Suffolk and Nassau are borrowing a combined $85 million this year to pay their required contribution into the state pension system.
“That’s where we’re at today,” Mr. Bellone said. “We are in a financial crisis.”
In an interview, Mayor Stephanie A. Miner of Syracuse said that “this is uncharted water, in terms of fiscal crisis.” Her city asked Syracuse University for help, and last year the university agreed to pay $500,000 a year for five years to help bail the city out.
But Syracuse still faces a deficit that threatens to deplete its reserves. The city has cut 125 jobs in two years, transferred a city-run senior center to the Salvation Army and consolidated its purchasing with the county’s. It is now considering charging residents extra for picking up televisions with their garbage.
Like many other mayors, Ms. Miner blamed the state government for passing unreasonable costs, like pensions and other mandates, on to municipal governments.
“Unless Albany changes its policies,” she said, “we will be dead.”

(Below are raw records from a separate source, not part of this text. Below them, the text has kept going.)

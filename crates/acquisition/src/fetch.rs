//! Resumable fetching of segment files.
//!
//! Each key is checked against the local store first; only missing
//! artifacts are requested. A key the archive does not have is recorded as
//! absent and never retried. Other transport failures are retried with
//! exponential backoff, then reported, and the run moves on.

use std::future::Future;
use std::sync::Arc;
use std::time::Duration;

use futures::stream::{self, StreamExt};
use metrics::counter;
use tracing::{debug, error, info, instrument, warn};

use himawari_common::{ObjectKey, ProductSpec, RemoteConfig};
use storage::{LocalArtifactStore, ObjectSource, StorageError};

/// Retry and concurrency settings of a fetch run.
#[derive(Debug, Clone)]
pub struct FetchConfig {
    /// Number of keys in flight at once
    pub max_concurrent: usize,
    /// Maximum number of retry attempts per key
    pub max_retries: u32,
    /// Initial retry delay (doubles each retry)
    pub initial_retry_delay: Duration,
    /// Maximum retry delay
    pub max_retry_delay: Duration,
}

impl Default for FetchConfig {
    fn default() -> Self {
        Self::from(&RemoteConfig::default())
    }
}

impl From<&RemoteConfig> for FetchConfig {
    fn from(config: &RemoteConfig) -> Self {
        Self {
            max_concurrent: config.max_concurrent.max(1),
            max_retries: config.max_retries,
            initial_retry_delay: Duration::from_millis(config.initial_retry_delay_ms),
            max_retry_delay: Duration::from_millis(config.max_retry_delay_ms),
        }
    }
}

/// What happened to one key.
#[derive(Debug, Clone, PartialEq, Eq)]
pub enum FetchOutcome {
    /// Already present locally
    Skipped,
    /// Newly written to the local store
    Fetched { bytes: u64 },
    /// Not in the archive
    Absent,
    /// Transport or local write failure after all retries
    Failed { error: String },
}

impl FetchOutcome {
    pub fn label(&self) -> &'static str {
        match self {
            FetchOutcome::Skipped => "skipped",
            FetchOutcome::Fetched { .. } => "fetched",
            FetchOutcome::Absent => "absent",
            FetchOutcome::Failed { .. } => "failed",
        }
    }
}

/// Totals of a fetch run.
#[derive(Debug, Clone, Default, PartialEq, Eq)]
pub struct FetchSummary {
    pub skipped: usize,
    pub fetched: usize,
    pub absent: usize,
    pub failed: usize,
    pub bytes: u64,
    /// Dispatch stopped before the key space was exhausted
    pub cancelled: bool,
}

impl FetchSummary {
    pub fn record(&mut self, outcome: &FetchOutcome) {
        match outcome {
            FetchOutcome::Skipped => self.skipped += 1,
            FetchOutcome::Fetched { bytes } => {
                self.fetched += 1;
                self.bytes += bytes;
            }
            FetchOutcome::Absent => self.absent += 1,
            FetchOutcome::Failed { .. } => self.failed += 1,
        }
    }

    /// Number of keys that reached an outcome.
    pub fn total(&self) -> usize {
        self.skipped + self.fetched + self.absent + self.failed
    }
}

/// Makes remote segment files present in a local store.
pub struct Fetcher {
    remote: Arc<dyn ObjectSource>,
    local: LocalArtifactStore,
    product: ProductSpec,
    config: FetchConfig,
}

impl Fetcher {
    pub fn new(
        remote: Arc<dyn ObjectSource>,
        local: LocalArtifactStore,
        product: ProductSpec,
        config: FetchConfig,
    ) -> Self {
        Self {
            remote,
            local,
            product,
            config,
        }
    }

    pub fn local(&self) -> &LocalArtifactStore {
        &self.local
    }

    /// Resolve one key.
    #[instrument(skip(self), fields(key = %key))]
    pub async fn fetch_one(&self, key: ObjectKey) -> FetchOutcome {
        let filename = key.filename(&self.product);
        if self.local.exists(&filename) {
            debug!(file = %filename, "Already present, skipping");
            return FetchOutcome::Skipped;
        }

        let path = key.remote_path(&self.product);
        let mut retry_count = 0;
        let mut delay = self.config.initial_retry_delay;

        loop {
            match self.remote.fetch(&path).await {
                Ok(data) => {
                    let bytes = data.len() as u64;
                    return match self.local.write(&filename, data).await {
                        Ok(stored) => {
                            debug!(path = %stored.display(), bytes, "Fetched");
                            FetchOutcome::Fetched { bytes }
                        }
                        // Another worker finished the same file first
                        Err(StorageError::AlreadyExists(_)) => FetchOutcome::Skipped,
                        Err(e) => {
                            error!(file = %filename, error = %e, "Failed to store artifact");
                            FetchOutcome::Failed {
                                error: e.to_string(),
                            }
                        }
                    };
                }
                Err(e) if e.is_not_found() => {
                    debug!(path = %path, "Not available in archive");
                    return FetchOutcome::Absent;
                }
                Err(e) => {
                    retry_count += 1;
                    if retry_count > self.config.max_retries {
                        error!(
                            path = %path,
                            error = %e,
                            retries = self.config.max_retries,
                            "Fetch failed"
                        );
                        return FetchOutcome::Failed {
                            error: e.to_string(),
                        };
                    }

                    warn!(
                        error = %e,
                        retry = retry_count,
                        max_retries = self.config.max_retries,
                        delay_ms = delay.as_millis() as u64,
                        "Fetch failed, retrying"
                    );
                    tokio::time::sleep(delay).await;
                    delay = std::cmp::min(delay * 2, self.config.max_retry_delay);
                }
            }
        }
    }

    /// Resolve every key.
    pub async fn run<I>(&self, keys: I) -> FetchSummary
    where
        I: IntoIterator<Item = ObjectKey>,
    {
        self.run_until(keys, std::future::pending::<()>()).await
    }

    /// Resolve keys until they run out or `shutdown` completes. On shutdown
    /// no further keys are dispatched and in-flight transfers are dropped;
    /// a dropped transfer leaves at most a `.partial` file behind.
    pub async fn run_until<I, F>(&self, keys: I, shutdown: F) -> FetchSummary
    where
        I: IntoIterator<Item = ObjectKey>,
        F: Future<Output = ()>,
    {
        let mut results = stream::iter(keys)
            .map(|key| self.fetch_one(key))
            .buffer_unordered(self.config.max_concurrent);
        tokio::pin!(shutdown);

        let mut summary = FetchSummary::default();
        loop {
            tokio::select! {
                biased;
                _ = &mut shutdown => {
                    warn!(completed = summary.total(), "Fetch run cancelled");
                    summary.cancelled = true;
                    break;
                }
                next = results.next() => match next {
                    Some(outcome) => {
                        counter!("himawari_fetch_total", "outcome" => outcome.label()).increment(1);
                        summary.record(&outcome);
                        if summary.total() % 1000 == 0 {
                            info!(
                                completed = summary.total(),
                                fetched = summary.fetched,
                                absent = summary.absent,
                                failed = summary.failed,
                                "Fetch progress"
                            );
                        }
                    }
                    None => break,
                },
            }
        }

        info!(
            skipped = summary.skipped,
            fetched = summary.fetched,
            absent = summary.absent,
            failed = summary.failed,
            bytes = summary.bytes,
            cancelled = summary.cancelled,
            "Fetch run complete"
        );
        summary
    }
}

#[cfg(test)]
mod tests {
    use super::*;

    #[test]
    fn test_summary_record() {
        let mut summary = FetchSummary::default();
        summary.record(&FetchOutcome::Fetched { bytes: 10 });
        summary.record(&FetchOutcome::Fetched { bytes: 5 });
        summary.record(&FetchOutcome::Skipped);
        summary.record(&FetchOutcome::Absent);
        summary.record(&FetchOutcome::Failed {
            error: "boom".to_string(),
        });
        assert_eq!(summary.fetched, 2);
        assert_eq!(summary.bytes, 15);
        assert_eq!(summary.total(), 5);
        assert!(!summary.cancelled);
    }

    #[test]
    fn test_config_from_remote() {
        let remote = RemoteConfig {
            max_concurrent: 0,
            initial_retry_delay_ms: 250,
            ..RemoteConfig::default()
        };
        let config = FetchConfig::from(&remote);
        assert_eq!(config.max_concurrent, 1);
        assert_eq!(config.initial_retry_delay, Duration::from_millis(250));
    }

    #[test]
    fn test_outcome_labels() {
        assert_eq!(FetchOutcome::Skipped.label(), "skipped");
        assert_eq!(FetchOutcome::Fetched { bytes: 1 }.label(), "fetched");
        assert_eq!(FetchOutcome::Absent.label(), "absent");
    }
}
//! Storage abstractions for the Himawari pipeline.
//!
//! Provides:
//! - Remote object storage (S3 / any `object_store` backend), read-only
//! - Local append-only artifact storage for downloaded segment files

pub mod error;
pub mod local;
pub mod remote;

pub use error::{StorageError, StorageResult};
pub use local::{LocalArtifactStore, PARTIAL_SUFFIX};
pub use remote::{ObjectSource, RemoteStore};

Gov. Andrew M. Cuomo is suggesting new strategies, proposing in his budget to allow municipalities like Albany to receive millions of dollars more in state aid over the next fiscal year in exchange for receiving less in the future. The governor is also proposing that the state assume a greater share of Medicaid cost increases borne by local governments, and that state and local governments be allowed to reduce the pension benefits of future public workers.
“The administration is monitoring each situation closely and remains in direct contact with local officials to find ways the state can be helpful to get them through these very difficult times,” Josh Vlasto, a spokesman for the governor, said.
The crisis has been forecast by financial experts for some time, in part because municipalities often lag the national economy, meaning that their troubles can crest even as problems for the state and federal governments ease.
“These municipalities will not recover when the economy recovers,” said Richard Brodsky, a former assemblyman who is advising Yonkers.
“Everybody was complicit in this tsunami, and now it’s landing, but not in Washington or Albany,” he said. “It’s in places like Yonkers, where the choice is between school kids and safe streets.”
C. Scott Vanderhoef, the Rockland County executive who was the Republican Party’s nominee for lieutenant governor in 2006, said his county’s $52 million deficit had accumulated over the past four or five years. The county legislature rejected proposed layoffs and service cuts in the budget, so the county is seeking to issue bonds to help bridge its budget gap.
“We don’t want to become Erie County or Nassau County,” he said, referring to two counties whose finances are overseen by control boards. “I think you’ll see a dropping off of the programs that many counties now view as important — law enforcement, economic development, parks and recreation. Those kinds of programs will disappear. Counties will become welfare and Medicaid managers.”